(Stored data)
◇ ◇ ◇
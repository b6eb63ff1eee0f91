//! Shared domain model for readiness analysis.
//!
//! Everything downstream of extraction (scoring, persistence, comparison,
//! export, the HTTP surface) works in terms of these types. They are built
//! once per analysis and never mutated afterwards.

use chrono::{DateTime, Utc};
use serde::{Deserialize, Serialize};

/// Version tag of the rubric and extraction logic.
///
/// Bumped whenever the signal list, the per-dimension check weights, or the
/// aggregate weights change. Reports carrying different versions are not
/// comparable; see [`Comparison`].
pub const SCHEMA_VERSION: u32 = 1;

/// One of the five fixed readiness dimensions, in rubric order.
///
/// The order of [`Dimension::ALL`] is the canonical iteration order for
/// scoring, comparison, and export; never alphabetical or insertion order.
#[derive(Debug, Clone, Copy, PartialEq, Eq, Hash, Serialize, Deserialize)]
#[serde(rename_all = "snake_case")]
pub enum Dimension {
    EntityClarity,
    Answerability,
    CommercialClarity,
    Trust,
    Retrievability,
}

impl Dimension {
    /// All dimensions in rubric order.
    pub const ALL: [Dimension; 5] = [
        Dimension::EntityClarity,
        Dimension::Answerability,
        Dimension::CommercialClarity,
        Dimension::Trust,
        Dimension::Retrievability,
    ];

    /// Stable snake_case name, matching the serialized form.
    #[must_use]
    pub fn as_str(self) -> &'static str {
        match self {
            Dimension::EntityClarity => "entity_clarity",
            Dimension::Answerability => "answerability",
            Dimension::CommercialClarity => "commercial_clarity",
            Dimension::Trust => "trust",
            Dimension::Retrievability => "retrievability",
        }
    }

    /// Human-readable label used in rendered output.
    #[must_use]
    pub fn label(self) -> &'static str {
        match self {
            Dimension::EntityClarity => "Entity clarity",
            Dimension::Answerability => "Answerability",
            Dimension::CommercialClarity => "Commercial clarity",
            Dimension::Trust => "Trust",
            Dimension::Retrievability => "Retrievability",
        }
    }
}

impl std::fmt::Display for Dimension {
    fn fmt(&self, f: &mut std::fmt::Formatter<'_>) -> std::fmt::Result {
        f.write_str(self.as_str())
    }
}

/// A single extracted fact: present or absent, with a short evidence snippet
/// (matched text or attribute value) when present.
///
/// Absence is a negative data point, not an error; the scorer interprets it.
#[derive(Debug, Clone, Default, PartialEq, Eq, Serialize, Deserialize)]
pub struct Signal {
    pub present: bool,
    #[serde(skip_serializing_if = "Option::is_none")]
    pub evidence: Option<String>,
}

impl Signal {
    /// A present signal with its evidence snippet.
    #[must_use]
    pub fn found(evidence: impl Into<String>) -> Self {
        Self {
            present: true,
            evidence: Some(evidence.into()),
        }
    }

    /// An absent signal.
    #[must_use]
    pub fn absent() -> Self {
        Self::default()
    }
}

/// Identifies one signal for the table-driven scorer.
///
/// Order here mirrors the field order of [`SignalSet`].
#[derive(Debug, Clone, Copy, PartialEq, Eq, Hash, Serialize, Deserialize)]
#[serde(rename_all = "snake_case")]
pub enum SignalKey {
    SiteName,
    CanonicalLink,
    OrganizationSchema,
    MetaDescription,
    FaqSchema,
    QuestionHeadings,
    DirectAnswers,
    HeadingHierarchy,
    OfferSchema,
    VisiblePricing,
    PricingPageLink,
    AuthorByline,
    FreshnessDate,
    OutboundCitations,
    ContactPoint,
    Indexable,
    SitemapReference,
    ValidStructuredData,
    TitleTag,
}

impl SignalKey {
    /// Stable snake_case name, matching the serialized form.
    #[must_use]
    pub fn as_str(self) -> &'static str {
        match self {
            SignalKey::SiteName => "site_name",
            SignalKey::CanonicalLink => "canonical_link",
            SignalKey::OrganizationSchema => "organization_schema",
            SignalKey::MetaDescription => "meta_description",
            SignalKey::FaqSchema => "faq_schema",
            SignalKey::QuestionHeadings => "question_headings",
            SignalKey::DirectAnswers => "direct_answers",
            SignalKey::HeadingHierarchy => "heading_hierarchy",
            SignalKey::OfferSchema => "offer_schema",
            SignalKey::VisiblePricing => "visible_pricing",
            SignalKey::PricingPageLink => "pricing_page_link",
            SignalKey::AuthorByline => "author_byline",
            SignalKey::FreshnessDate => "freshness_date",
            SignalKey::OutboundCitations => "outbound_citations",
            SignalKey::ContactPoint => "contact_point",
            SignalKey::Indexable => "indexable",
            SignalKey::SitemapReference => "sitemap_reference",
            SignalKey::ValidStructuredData => "valid_structured_data",
            SignalKey::TitleTag => "title_tag",
        }
    }
}

/// Normalized facts extracted from one fetched page, grouped by dimension.
///
/// A struct with named fields rather than a map, so "every rubric signal is
/// accounted for" holds by construction. [`SignalSet::default`] is the
/// all-absent set used for failed fetches.
#[derive(Debug, Clone, Default, PartialEq, Eq, Serialize, Deserialize)]
pub struct SignalSet {
    // Entity identity
    pub site_name: Signal,
    pub canonical_link: Signal,
    pub organization_schema: Signal,
    pub meta_description: Signal,
    // Answerability
    pub faq_schema: Signal,
    pub question_headings: Signal,
    pub direct_answers: Signal,
    pub heading_hierarchy: Signal,
    // Commercial clarity
    pub offer_schema: Signal,
    pub visible_pricing: Signal,
    pub pricing_page_link: Signal,
    // Trust
    pub author_byline: Signal,
    pub freshness_date: Signal,
    pub outbound_citations: Signal,
    pub contact_point: Signal,
    // Retrievability
    pub indexable: Signal,
    pub sitemap_reference: Signal,
    pub valid_structured_data: Signal,
    pub title_tag: Signal,
}

impl SignalSet {
    /// Look up a signal by key. Bridges the scorer's constant check tables
    /// to the named fields.
    #[must_use]
    pub fn get(&self, key: SignalKey) -> &Signal {
        match key {
            SignalKey::SiteName => &self.site_name,
            SignalKey::CanonicalLink => &self.canonical_link,
            SignalKey::OrganizationSchema => &self.organization_schema,
            SignalKey::MetaDescription => &self.meta_description,
            SignalKey::FaqSchema => &self.faq_schema,
            SignalKey::QuestionHeadings => &self.question_headings,
            SignalKey::DirectAnswers => &self.direct_answers,
            SignalKey::HeadingHierarchy => &self.heading_hierarchy,
            SignalKey::OfferSchema => &self.offer_schema,
            SignalKey::VisiblePricing => &self.visible_pricing,
            SignalKey::PricingPageLink => &self.pricing_page_link,
            SignalKey::AuthorByline => &self.author_byline,
            SignalKey::FreshnessDate => &self.freshness_date,
            SignalKey::OutboundCitations => &self.outbound_citations,
            SignalKey::ContactPoint => &self.contact_point,
            SignalKey::Indexable => &self.indexable,
            SignalKey::SitemapReference => &self.sitemap_reference,
            SignalKey::ValidStructuredData => &self.valid_structured_data,
            SignalKey::TitleTag => &self.title_tag,
        }
    }
}

/// Scores per dimension (each in `0..=100`) plus the weighted aggregate.
///
/// One named field per dimension, so the "exactly one score per rubric
/// dimension" invariant is structural rather than checked at runtime.
#[derive(Debug, Clone, Default, PartialEq, Serialize, Deserialize)]
pub struct ScoreSet {
    pub entity_clarity: u32,
    pub answerability: u32,
    pub commercial_clarity: u32,
    pub trust: u32,
    pub retrievability: u32,
    /// Fixed weighted average of the five dimension scores, rounded to one
    /// decimal place.
    pub aggregate: f64,
}

impl ScoreSet {
    /// Look up a dimension score.
    #[must_use]
    pub fn get(&self, dimension: Dimension) -> u32 {
        match dimension {
            Dimension::EntityClarity => self.entity_clarity,
            Dimension::Answerability => self.answerability,
            Dimension::CommercialClarity => self.commercial_clarity,
            Dimension::Trust => self.trust,
            Dimension::Retrievability => self.retrievability,
        }
    }

    /// The all-zero score set used for failed fetches.
    #[must_use]
    pub fn zero() -> Self {
        Self::default()
    }
}

/// The immutable analysis result for one URL at one point in time.
///
/// A failed fetch still produces a Report; `fetch_ok = false`, the failure
/// rendered into `fetch_error`, all-absent signals, zero scores; so history
/// and comparison never need to special-case a missing report.
#[derive(Debug, Clone, PartialEq, Serialize, Deserialize)]
pub struct Report {
    /// Canonical form of the analyzed URL; the stable identity key for
    /// history tracking.
    pub url: String,
    /// The URL exactly as the caller supplied it.
    pub requested_url: String,
    /// Final URL after redirects, when the fetch reached a response.
    #[serde(skip_serializing_if = "Option::is_none")]
    pub final_url: Option<String>,
    pub fetched_at: DateTime<Utc>,
    pub fetch_ok: bool,
    #[serde(skip_serializing_if = "Option::is_none")]
    pub fetch_error: Option<String>,
    #[serde(skip_serializing_if = "Option::is_none")]
    pub http_status: Option<u16>,
    /// The body was cut at the size cap; signals reflect the fetched prefix.
    pub truncated: bool,
    pub signals: SignalSet,
    pub scores: ScoreSet,
    pub schema_version: u32,
}

/// Which side of a comparison leads. Equal scores are a tie on both sides.
#[derive(Debug, Clone, Copy, PartialEq, Eq, Serialize, Deserialize)]
#[serde(rename_all = "snake_case")]
pub enum Leader {
    A,
    B,
    Tie,
}

/// Per-dimension score diff. `delta` is `score_b - score_a`, so a positive
/// delta means side B leads.
#[derive(Debug, Clone, PartialEq, Eq, Serialize, Deserialize)]
pub struct DimensionDelta {
    pub dimension: Dimension,
    pub score_a: u32,
    pub score_b: u32,
    pub delta: i64,
    pub leader: Leader,
}

/// Aggregate score diff, same convention as [`DimensionDelta`].
#[derive(Debug, Clone, PartialEq, Serialize, Deserialize)]
pub struct AggregateDelta {
    pub score_a: f64,
    pub score_b: f64,
    pub delta: f64,
    pub leader: Leader,
}

/// Structured diff between two Reports sharing a schema version.
///
/// Derived purely from its input Reports and recomputed on demand; "same URL
/// over time" and "two different sites" are the same shape of input.
#[derive(Debug, Clone, PartialEq, Serialize, Deserialize)]
pub struct Comparison {
    pub url_a: String,
    pub url_b: String,
    /// One entry per dimension, in rubric order.
    pub dimensions: Vec<DimensionDelta>,
    pub aggregate: AggregateDelta,
    pub schema_version: u32,
}

#[cfg(test)]
mod tests {
    use super::*;

    #[test]
    fn dimension_all_is_rubric_order() {
        let names: Vec<&str> = Dimension::ALL.iter().map(|d| d.as_str()).collect();
        assert_eq!(
            names,
            vec![
                "entity_clarity",
                "answerability",
                "commercial_clarity",
                "trust",
                "retrievability"
            ]
        );
    }

    #[test]
    fn signal_set_get_maps_every_key() {
        let signals = SignalSet {
            faq_schema: Signal::found("FAQPage"),
            ..SignalSet::default()
        };
        assert!(signals.get(SignalKey::FaqSchema).present);
        assert!(!signals.get(SignalKey::SiteName).present);
        assert_eq!(
            signals.get(SignalKey::FaqSchema).evidence.as_deref(),
            Some("FAQPage")
        );
    }

    #[test]
    fn score_set_get_matches_fields() {
        let scores = ScoreSet {
            entity_clarity: 10,
            answerability: 20,
            commercial_clarity: 30,
            trust: 40,
            retrievability: 50,
            aggregate: 28.5,
        };
        assert_eq!(scores.get(Dimension::EntityClarity), 10);
        assert_eq!(scores.get(Dimension::Retrievability), 50);
    }

    #[test]
    fn absent_signal_serializes_without_evidence() {
        let json = serde_json::to_string(&Signal::absent()).expect("serialize");
        assert_eq!(json, r#"{"present":false}"#);
    }

    #[test]
    fn report_round_trips_through_json() {
        let report = Report {
            url: "https://example.com".to_owned(),
            requested_url: "https://EXAMPLE.com/".to_owned(),
            final_url: Some("https://example.com/".to_owned()),
            fetched_at: Utc::now(),
            fetch_ok: true,
            fetch_error: None,
            http_status: Some(200),
            truncated: false,
            signals: SignalSet::default(),
            scores: ScoreSet::zero(),
            schema_version: SCHEMA_VERSION,
        };
        let json = serde_json::to_string(&report).expect("serialize report");
        let back: Report = serde_json::from_str(&json).expect("deserialize report");
        assert_eq!(back, report);
    }

    #[test]
    fn leader_serializes_snake_case() {
        assert_eq!(
            serde_json::to_string(&Leader::Tie).expect("serialize"),
            r#""tie""#
        );
    }
}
◇ ◇ ◇
Collect each line above holding the string "weights".

/// Bumped whenever the signal list, the per-dimension check weights, or the
/// aggregate weights change. Reports carrying different versions are not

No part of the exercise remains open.